===== TASK INPUTS

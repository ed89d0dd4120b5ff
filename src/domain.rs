use chrono::{DateTime, Duration, Utc};
use rand::{Rng, distributions::Alphanumeric, thread_rng};
use serde::{Deserialize, Serialize};

const ID_LEN: usize = 8;

/// Smallest entry length accepted by validation and re-time edits, and the
/// unit the display rounding works in.
pub const MIN_ENTRY_MINUTES: i64 = 1;

pub type UserId = String;
pub type ProjectId = String;
pub type EntryId = String;

#[derive(Debug, Clone, Serialize, Deserialize)]
pub struct Project {
    pub id: ProjectId,
    pub name: String,
    pub color: String,
    pub owner_id: UserId,
    #[serde(default)]
    pub is_pinned: bool,
    pub created_at: DateTime<Utc>,
    pub updated_at: DateTime<Utc>,
}

#[derive(Debug, Clone)]
pub struct NewProject {
    pub name: String,
    pub color: String,
    pub owner_id: UserId,
}

#[derive(Debug, Clone, Default)]
pub struct ProjectPatch {
    pub name: Option<String>,
    pub color: Option<String>,
    pub is_pinned: Option<bool>,
}

#[derive(Debug, Clone, Serialize, Deserialize)]
pub struct TimeEntry {
    pub id: EntryId,
    pub project_id: ProjectId,
    pub owner_id: UserId,
    pub start_time: DateTime<Utc>,
    pub end_time: Option<DateTime<Utc>>,
    pub description: Option<String>,
    /// Denormalized index field. Recomputed from `end_time` on every write;
    /// read paths must use `is_running()` instead.
    pub is_active: bool,
    pub created_at: DateTime<Utc>,
    pub updated_at: DateTime<Utc>,
}

#[derive(Debug, Clone, Copy, PartialEq, Eq)]
pub enum EntryState {
    Running,
    Completed,
}

impl TimeEntry {
    pub fn is_running(&self) -> bool {
        self.end_time.is_none()
    }

    pub fn state(&self) -> EntryState {
        if self.is_running() {
            EntryState::Running
        } else {
            EntryState::Completed
        }
    }

    /// End instant used for all duration math; a running entry ends "now".
    pub fn effective_end(&self, now: DateTime<Utc>) -> DateTime<Utc> {
        self.end_time.unwrap_or(now)
    }

    /// Signed span in milliseconds. Callers filtering corrupt rows must check
    /// the sign themselves.
    pub fn duration_ms(&self, now: DateTime<Utc>) -> i64 {
        (self.effective_end(now) - self.start_time).num_milliseconds()
    }
}

#[derive(Debug, Clone)]
pub struct NewTimeEntry {
    pub project_id: ProjectId,
    pub owner_id: UserId,
    pub start_time: DateTime<Utc>,
    pub end_time: Option<DateTime<Utc>>,
    pub description: Option<String>,
}

impl NewTimeEntry {
    pub fn running(project_id: ProjectId, owner_id: UserId, start_time: DateTime<Utc>) -> Self {
        Self {
            project_id,
            owner_id,
            start_time,
            end_time: None,
            description: None,
        }
    }

    pub fn completed(
        project_id: ProjectId,
        owner_id: UserId,
        start_time: DateTime<Utc>,
        end_time: DateTime<Utc>,
        description: Option<String>,
    ) -> Self {
        Self {
            project_id,
            owner_id,
            start_time,
            end_time: Some(end_time),
            description,
        }
    }
}

/// Partial update for a time entry. `end_time` can only ever be set, not
/// cleared: a completed entry never transitions back to running.
#[derive(Debug, Clone, Default)]
pub struct EntryPatch {
    pub start_time: Option<DateTime<Utc>>,
    pub end_time: Option<DateTime<Utc>>,
    pub description: Option<Option<String>>,
}

pub fn generate_id() -> String {
    thread_rng()
        .sample_iter(&Alphanumeric)
        .take(ID_LEN)
        .map(char::from)
        .collect()
}

/// Half-up rounding from milliseconds to whole minutes, saturating at zero.
pub fn round_minutes(ms: i64) -> i64 {
    if ms <= 0 {
        return 0;
    }
    (ms + 30_000) / 60_000
}

pub fn format_duration(total_minutes: i64) -> String {
    let total_minutes = total_minutes.max(0);
    let hours = total_minutes / 60;
    let minutes = total_minutes % 60;
    if hours > 0 {
        format!("{hours}h {minutes}m")
    } else {
        format!("{minutes}m")
    }
}

pub fn format_clock(duration: Duration) -> String {
    let total_seconds = duration.num_seconds().max(0);
    let hours = total_seconds / 3600;
    let minutes = (total_seconds % 3600) / 60;
    let seconds = total_seconds % 60;
    format!("{hours:02}:{minutes:02}:{seconds:02}")
}

/// Human-relative label for the live timer, recomputed on every tick.
pub fn elapsed_label(start: DateTime<Utc>, now: DateTime<Utc>) -> String {
    let seconds = (now - start).num_seconds().max(0);
    let minutes = seconds / 60;
    let hours = minutes / 60;
    let days = hours / 24;

    if seconds < 45 {
        "less than a minute".to_string()
    } else if seconds < 90 {
        "about 1 minute".to_string()
    } else if minutes < 45 {
        format!("{minutes} minutes")
    } else if minutes < 90 {
        "about 1 hour".to_string()
    } else if hours < 24 {
        format!("{hours} hours")
    } else if days < 2 {
        "1 day".to_string()
    } else {
        format!("{days} days")
    }
}

pub fn normalize_hex_color(value: &str) -> Option<String> {
    let trimmed = value.trim();
    let hex = trimmed.strip_prefix('#').unwrap_or(trimmed);
    if hex.len() != 6 || !hex.chars().all(|c| c.is_ascii_hexdigit()) {
        return None;
    }
    Some(format!("#{}", hex.to_ascii_uppercase()))
}

#[cfg(test)]
mod tests {
    use chrono::{TimeZone, Utc};
    use rstest::rstest;

    use super::{
        elapsed_label, format_clock, format_duration, generate_id, normalize_hex_color,
        round_minutes,
    };

    #[rstest]
    #[case(0, "0m")]
    #[case(1, "1m")]
    #[case(59, "59m")]
    #[case(60, "1h 0m")]
    #[case(90, "1h 30m")]
    #[case(605, "10h 5m")]
    fn formats_minutes_as_hours_and_minutes(#[case] minutes: i64, #[case] expected: &str) {
        assert_eq!(format_duration(minutes), expected);
    }

    #[test]
    fn format_duration_digits_match_div_and_mod() {
        for minutes in 0..300 {
            let rendered = format_duration(minutes);
            let expected = if minutes >= 60 {
                format!("{}h {}m", minutes / 60, minutes % 60)
            } else {
                format!("{}m", minutes % 60)
            };
            assert_eq!(rendered, expected);
        }
    }

    #[rstest]
    #[case(0, 0)]
    #[case(29_999, 0)]
    #[case(30_000, 1)]
    #[case(90_000, 2)]
    #[case(3_600_000, 60)]
    #[case(-5_000, 0)]
    fn rounds_half_up_to_minutes(#[case] ms: i64, #[case] expected: i64) {
        assert_eq!(round_minutes(ms), expected);
    }

    #[test]
    fn clock_format_pads_components() {
        assert_eq!(format_clock(chrono::Duration::seconds(0)), "00:00:00");
        assert_eq!(format_clock(chrono::Duration::seconds(3_725)), "01:02:05");
        assert_eq!(format_clock(chrono::Duration::seconds(-10)), "00:00:00");
    }

    #[rstest]
    #[case(10, "less than a minute")]
    #[case(60, "about 1 minute")]
    #[case(600, "10 minutes")]
    #[case(3_600, "about 1 hour")]
    #[case(7_200, "2 hours")]
    #[case(90_000, "1 day")]
    #[case(260_000, "3 days")]
    fn elapsed_label_buckets(#[case] seconds: i64, #[case] expected: &str) {
        let start = Utc.with_ymd_and_hms(2026, 3, 1, 12, 0, 0).unwrap();
        let now = start + chrono::Duration::seconds(seconds);
        assert_eq!(elapsed_label(start, now), expected);
    }

    #[test]
    fn elapsed_label_clamps_future_starts() {
        let now = Utc.with_ymd_and_hms(2026, 3, 1, 12, 0, 0).unwrap();
        let start = now + chrono::Duration::minutes(5);
        assert_eq!(elapsed_label(start, now), "less than a minute");
    }

    #[test]
    fn generated_ids_are_opaque_and_distinct() {
        let a = generate_id();
        let b = generate_id();
        assert_eq!(a.len(), 8);
        assert!(a.chars().all(|c| c.is_ascii_alphanumeric()));
        assert_ne!(a, b);
    }

    #[rstest]
    #[case("#3b82f6", Some("#3B82F6"))]
    #[case("3B82F6", Some("#3B82F6"))]
    #[case("  #A1B2C3 ", Some("#A1B2C3"))]
    #[case("#fff", None)]
    #[case("not-a-color", None)]
    #[case("", None)]
    fn normalizes_hex_colors(#[case] input: &str, #[case] expected: Option<&str>) {
        assert_eq!(normalize_hex_color(input).as_deref(), expected);
    }
}
use std::fs;
use std::io::{ErrorKind, Write};
use std::path::{Path, PathBuf};

use chrono::{DateTime, Utc};
use log::{debug, warn};
use serde::{Deserialize, Serialize};

use crate::domain::{
    EntryId, EntryPatch, NewProject, NewTimeEntry, Project, ProjectId, ProjectPatch, TimeEntry,
    UserId, generate_id,
};
use crate::store::{EntryListener, EntryStore, ListenerId, StoreError};

const ENTRIES_MARKER: &str = "\n=== ENTRIES ===\n";

/// Workspace header persisted as TOML above the entry rows.
#[derive(Debug, Clone, Serialize, Deserialize)]
struct Profile {
    schema_version: u32,
    created_at: DateTime<Utc>,
    projects: Vec<Project>,
}

impl Profile {
    fn new() -> Self {
        Self {
            schema_version: 1,
            created_at: Utc::now(),
            projects: Vec::new(),
        }
    }
}

struct Subscription {
    id: ListenerId,
    owner: UserId,
    callback: EntryListener,
}

/// Document store backed by a single workspace file: a TOML profile header,
/// a marker line, then one JSON time entry per line. Without a path it acts
/// as a plain in-memory store (used by tests and throwaway sessions).
pub struct JsonStore {
    path: Option<PathBuf>,
    profile: Profile,
    entries: Vec<TimeEntry>,
    subscriptions: Vec<Subscription>,
    next_listener: u64,
}

impl JsonStore {
    pub fn in_memory() -> Self {
        Self {
            path: None,
            profile: Profile::new(),
            entries: Vec::new(),
            subscriptions: Vec::new(),
            next_listener: 0,
        }
    }

    pub fn open(path: &Path) -> Result<Self, StoreError> {
        let raw = match fs::read_to_string(path) {
            Ok(content) => content,
            Err(err) if err.kind() == ErrorKind::NotFound => {
                let mut store = Self::in_memory();
                store.path = Some(path.to_path_buf());
                return Ok(store);
            }
            Err(err) => return Err(StoreError::Io(err)),
        };

        let mut store = Self::parse(&raw)?;
        store.path = Some(path.to_path_buf());
        Ok(store)
    }

    fn parse(raw: &str) -> Result<Self, StoreError> {
        if raw.trim().is_empty() {
            return Ok(Self::in_memory());
        }

        let (header_blob, entries_blob) = match raw.split_once(ENTRIES_MARKER) {
            Some((header, entries)) => (header, entries),
            None => (raw, ""),
        };

        let profile: Profile = toml::from_str(header_blob).map_err(StoreError::TomlDecode)?;
        let mut entries: Vec<TimeEntry> = Vec::new();
        for line in entries_blob.lines() {
            if line.trim().is_empty() {
                continue;
            }
            entries.push(serde_json::from_str(line).map_err(StoreError::JsonDecode)?);
        }

        // The active flag is an index over end_time; repair any divergence
        // a foreign writer may have left behind.
        for entry in &mut entries {
            let derived = entry.end_time.is_none();
            if entry.is_active != derived {
                warn!(
                    "entry {} had is_active out of sync with end_time, repairing",
                    entry.id
                );
                entry.is_active = derived;
            }
        }

        Ok(Self {
            path: None,
            profile,
            entries,
            subscriptions: Vec::new(),
            next_listener: 0,
        })
    }

    fn save(&self) -> Result<(), StoreError> {
        let Some(path) = &self.path else {
            return Ok(());
        };

        if let Some(parent) = path.parent() {
            if !parent.as_os_str().is_empty() {
                fs::create_dir_all(parent).map_err(StoreError::Io)?;
            }
        }

        let header = toml::to_string_pretty(&self.profile).map_err(StoreError::TomlEncode)?;
        let mut file = fs::File::create(path).map_err(StoreError::Io)?;
        file.write_all(header.as_bytes()).map_err(StoreError::Io)?;
        file.write_all(ENTRIES_MARKER.as_bytes())
            .map_err(StoreError::Io)?;
        for entry in &self.entries {
            let line = serde_json::to_string(entry).map_err(StoreError::JsonEncode)?;
            file.write_all(line.as_bytes()).map_err(StoreError::Io)?;
            file.write_all(b"\n").map_err(StoreError::Io)?;
        }

        debug!("saved workspace to {}", path.display());
        Ok(())
    }

    /// Persists the mutated state, restoring the previous snapshot when the
    /// write fails so a failed mutation never becomes visible.
    fn persist_or_rollback(
        &mut self,
        previous_profile: Profile,
        previous_entries: Vec<TimeEntry>,
    ) -> Result<(), StoreError> {
        match self.save() {
            Ok(()) => Ok(()),
            Err(err) => {
                self.profile = previous_profile;
                self.entries = previous_entries;
                Err(err)
            }
        }
    }

    fn sorted_projects(&self, owner: &UserId) -> Vec<Project> {
        let mut projects: Vec<Project> = self
            .profile
            .projects
            .iter()
            .filter(|project| &project.owner_id == owner)
            .cloned()
            .collect();
        projects.sort_by(|a, b| b.created_at.cmp(&a.created_at).then_with(|| a.id.cmp(&b.id)));
        projects
    }

    fn sorted_entries(&self, owner: &UserId) -> Vec<TimeEntry> {
        let mut entries: Vec<TimeEntry> = self
            .entries
            .iter()
            .filter(|entry| &entry.owner_id == owner)
            .cloned()
            .collect();
        entries.sort_by(|a, b| b.start_time.cmp(&a.start_time).then_with(|| a.id.cmp(&b.id)));
        entries
    }

    fn notify(&mut self, owner: &UserId) {
        let snapshot = self.sorted_entries(owner);
        for subscription in &mut self.subscriptions {
            if &subscription.owner == owner {
                (subscription.callback)(&snapshot);
            }
        }
    }
}

impl EntryStore for JsonStore {
    fn create_project(&mut self, draft: NewProject) -> Result<Project, StoreError> {
        let previous = (self.profile.clone(), self.entries.clone());
        let now = Utc::now();
        let project = Project {
            id: generate_id(),
            name: draft.name,
            color: draft.color,
            owner_id: draft.owner_id,
            is_pinned: false,
            created_at: now,
            updated_at: now,
        };
        self.profile.projects.push(project.clone());
        self.persist_or_rollback(previous.0, previous.1)?;
        debug!("created project {}", project.id);
        Ok(project)
    }

    fn update_project(
        &mut self,
        id: &ProjectId,
        patch: ProjectPatch,
    ) -> Result<Project, StoreError> {
        let previous = (self.profile.clone(), self.entries.clone());
        let project = self
            .profile
            .projects
            .iter_mut()
            .find(|project| &project.id == id)
            .ok_or_else(|| StoreError::NotFound {
                collection: "project",
                id: id.clone(),
            })?;

        if let Some(name) = patch.name {
            project.name = name;
        }
        if let Some(color) = patch.color {
            project.color = color;
        }
        if let Some(is_pinned) = patch.is_pinned {
            project.is_pinned = is_pinned;
        }
        project.updated_at = Utc::now();
        let updated = project.clone();

        self.persist_or_rollback(previous.0, previous.1)?;
        Ok(updated)
    }

    fn delete_project(&mut self, id: &ProjectId) -> Result<(), StoreError> {
        let previous = (self.profile.clone(), self.entries.clone());
        let before = self.profile.projects.len();
        self.profile.projects.retain(|project| &project.id != id);
        if self.profile.projects.len() == before {
            return Err(StoreError::NotFound {
                collection: "project",
                id: id.clone(),
            });
        }
        // Entries referencing the project stay behind; readers resolve the
        // dangling reference to a placeholder name.
        self.persist_or_rollback(previous.0, previous.1)?;
        debug!("deleted project {id}");
        Ok(())
    }

    fn projects_for(&self, owner: &UserId) -> Result<Vec<Project>, StoreError> {
        Ok(self.sorted_projects(owner))
    }

    fn create_entry(&mut self, draft: NewTimeEntry) -> Result<TimeEntry, StoreError> {
        let previous = (self.profile.clone(), self.entries.clone());
        let now = Utc::now();
        let entry = TimeEntry {
            id: generate_id(),
            project_id: draft.project_id,
            owner_id: draft.owner_id,
            start_time: draft.start_time,
            end_time: draft.end_time,
            description: draft.description,
            is_active: draft.end_time.is_none(),
            created_at: now,
            updated_at: now,
        };
        self.entries.push(entry.clone());
        self.persist_or_rollback(previous.0, previous.1)?;
        debug!("created entry {} for project {}", entry.id, entry.project_id);
        let owner = entry.owner_id.clone();
        self.notify(&owner);
        Ok(entry)
    }

    fn update_entry(&mut self, id: &EntryId, patch: EntryPatch) -> Result<TimeEntry, StoreError> {
        let previous = (self.profile.clone(), self.entries.clone());
        let entry = self
            .entries
            .iter_mut()
            .find(|entry| &entry.id == id)
            .ok_or_else(|| StoreError::NotFound {
                collection: "time entry",
                id: id.clone(),
            })?;

        if let Some(start_time) = patch.start_time {
            entry.start_time = start_time;
        }
        if let Some(end_time) = patch.end_time {
            entry.end_time = Some(end_time);
        }
        if let Some(description) = patch.description {
            entry.description = description.and_then(|text| {
                let trimmed = text.trim().to_string();
                if trimmed.is_empty() { None } else { Some(trimmed) }
            });
        }
        entry.is_active = entry.end_time.is_none();
        entry.updated_at = Utc::now();
        let updated = entry.clone();

        self.persist_or_rollback(previous.0, previous.1)?;
        debug!("updated entry {id}");
        let owner = updated.owner_id.clone();
        self.notify(&owner);
        Ok(updated)
    }

    fn delete_entry(&mut self, id: &EntryId) -> Result<(), StoreError> {
        let previous = (self.profile.clone(), self.entries.clone());
        let owner = match self.entries.iter().find(|entry| &entry.id == id) {
            Some(entry) => entry.owner_id.clone(),
            None => {
                return Err(StoreError::NotFound {
                    collection: "time entry",
                    id: id.clone(),
                });
            }
        };
        self.entries.retain(|entry| &entry.id != id);
        self.persist_or_rollback(previous.0, previous.1)?;
        debug!("deleted entry {id}");
        self.notify(&owner);
        Ok(())
    }

    fn entries_for(&self, owner: &UserId) -> Result<Vec<TimeEntry>, StoreError> {
        Ok(self.sorted_entries(owner))
    }

    fn subscribe_entries(&mut self, owner: &UserId, listener: EntryListener) -> ListenerId {
        let id = ListenerId(self.next_listener);
        self.next_listener += 1;
        self.subscriptions.push(Subscription {
            id,
            owner: owner.clone(),
            callback: listener,
        });
        id
    }

    fn unsubscribe(&mut self, id: ListenerId) {
        self.subscriptions.retain(|subscription| subscription.id != id);
    }
}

==========

Filter the data, keeping only the lines that contain "return".

        return 0;
        return None;
                return Ok(store);
            Err(err) => return Err(StoreError::Io(err)),
            return Ok(Self::in_memory());
            return Ok(());
            return Err(StoreError::NotFound {
                return Err(StoreError::NotFound {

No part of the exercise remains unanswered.